One of our Modules, Fleet Tracking, uses this technique and we want to share how to accomplish this.

In our Labs demo, we have Vehicle and Vehicle Activity custom objects. The objective is for users to click on a vehicle and see the vehicle details, vehicle activities as a related list and vehicle activity locations in Google Maps.

Lighting App Builder

First, here’s how to customize Lightning Experience Page Layout.

1. Click on a vehicle record and land on the standard detail page.

Similar to Salesforce Classic Page Layout Editor, you can update the page layout using the Lightning App Builder.


2. Edit Standard Page Layout


3. Default Standard Page Layout in Lightning App Builder

You can add the Visualforce page to either a sidebar section or on a new tab. For more real estate, you can create a new tab.

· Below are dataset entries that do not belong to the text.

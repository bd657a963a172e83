use chrono::Utc;
use sqlx::{Sqlite, SqlitePool};

use crate::errors::RequestError;
use crate::events::{append_event, DomainEvent};
use crate::models::User;
use crate::validation::UserDetails;

use super::{get_user_by_handle, QueryBuilder, USER_COLUMNS};

pub async fn insert_user(
    pool: &SqlitePool,
    handle: &str,
    email: &str,
    password_hash: &str,
    image_url: &str,
) -> Result<User, RequestError> {
    let mut tx = pool.begin().await?;

    let taken = sqlx::query("SELECT handle FROM users WHERE handle = $1")
        .bind(handle)
        .fetch_optional(&mut tx)
        .await?;
    if taken.is_some() {
        return Err(RequestError::BadRequest("handle", "Handle is already taken"));
    }

    let query = format!(
        "INSERT INTO users (handle, email, password, created_at, image_url) \
         VALUES ($1, $2, $3, $4, $5) RETURNING {USER_COLUMNS}"
    );
    let user = sqlx::query_as::<Sqlite, User>(&query)
        .bind(handle)
        .bind(email)
        .bind(password_hash)
        .bind(Utc::now())
        .bind(image_url)
        .fetch_one(&mut tx)
        .await
        .map_err(|e| {
            if let sqlx::Error::Database(e) = &e {
                if e.message().contains("UNIQUE constraint failed") {
                    return RequestError::BadRequest("email", "Email is already in use");
                }
            }
            RequestError::Database(e)
        })?;
    tx.commit().await?;
    Ok(user)
}

pub async fn update_user_details_in_db(
    pool: &SqlitePool,
    handle: &str,
    UserDetails {
        bio,
        website,
        location,
    }: UserDetails,
) -> Result<(), RequestError> {
    let (query, params) = QueryBuilder::new("UPDATE users SET ".to_owned(), Some(", "))
        .add_param("bio = ?", bio)
        .add_param("website = ?", website)
        .add_param("location = ?", location)
        .build();
    if query.is_empty() {
        return Ok(());
    }

    let mut tx = pool.begin().await?;
    let query = format!("{query} WHERE handle = ?");
    let mut query = sqlx::query(&query);
    for param in params {
        query = query.bind(param);
    }
    query.bind(handle).execute(&mut tx).await?;
    tx.commit().await?;
    Ok(())
}

/// Replaces the user's profile image URL and records the change as an event
/// so the old file cleanup and the scream/comment denormalization happen off
/// the request path. Returns the previous URL.
pub async fn set_user_image_in_db(
    pool: &SqlitePool,
    handle: &str,
    new_url: &str,
) -> Result<String, RequestError> {
    let mut tx = pool.begin().await?;

    let user = get_user_by_handle(pool, handle).await?;
    let old_url = match user {
        Some(user) => user.image_url,
        None => return Err(RequestError::NotFound("User not found")),
    };

    sqlx::query("UPDATE users SET image_url = $1 WHERE handle = $2")
        .bind(new_url)
        .bind(handle)
        .execute(&mut tx)
        .await?;

    if old_url != new_url {
        append_event(
            &mut tx,
            &DomainEvent::UserImageChanged {
                handle: handle.to_owned(),
                old_url: old_url.clone(),
                new_url: new_url.to_owned(),
            },
        )
        .await?;
    }
    tx.commit().await?;
    Ok(old_url)
}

4. Create a third tab called “Vehicle Route History”


5. Once the tab is created, drag and drop the Visualforce Page component from the Lightning Component sidebar.


6. Add a label “Map” to the newly added component


7. Save. The finished product


Visualforce Page and Controller Extension

The Visualforce page here is record specific and show related items. Similar to Salesforce Classic Page Layout Editor, Visualforce must reference current object as the standard controller.

<apex:page standardStylesheets="false" showHeader="false" 
  standardController="Vehicle__c" extensions="VehicleControllerExtension">


Since I needed to get the related items, I used controller extension to accomplish this. In the controller extension code, I limit the Vehicle Activity results by parent ID. In this case Vehicle is the parent.

List<Vehicle_Activity__c> va = 
  [SELECT Name, Location__Latitude__s, Location__Longitude__s
  FROM Vehicle_Activity__c
  WHERE Vehicle__c = :ApexPages.currentPage().getParameters().get('id')];


Hope this helps your company’s Salesforce Admins and Developers to rapidly add UI rich functionalities to your App Cloud.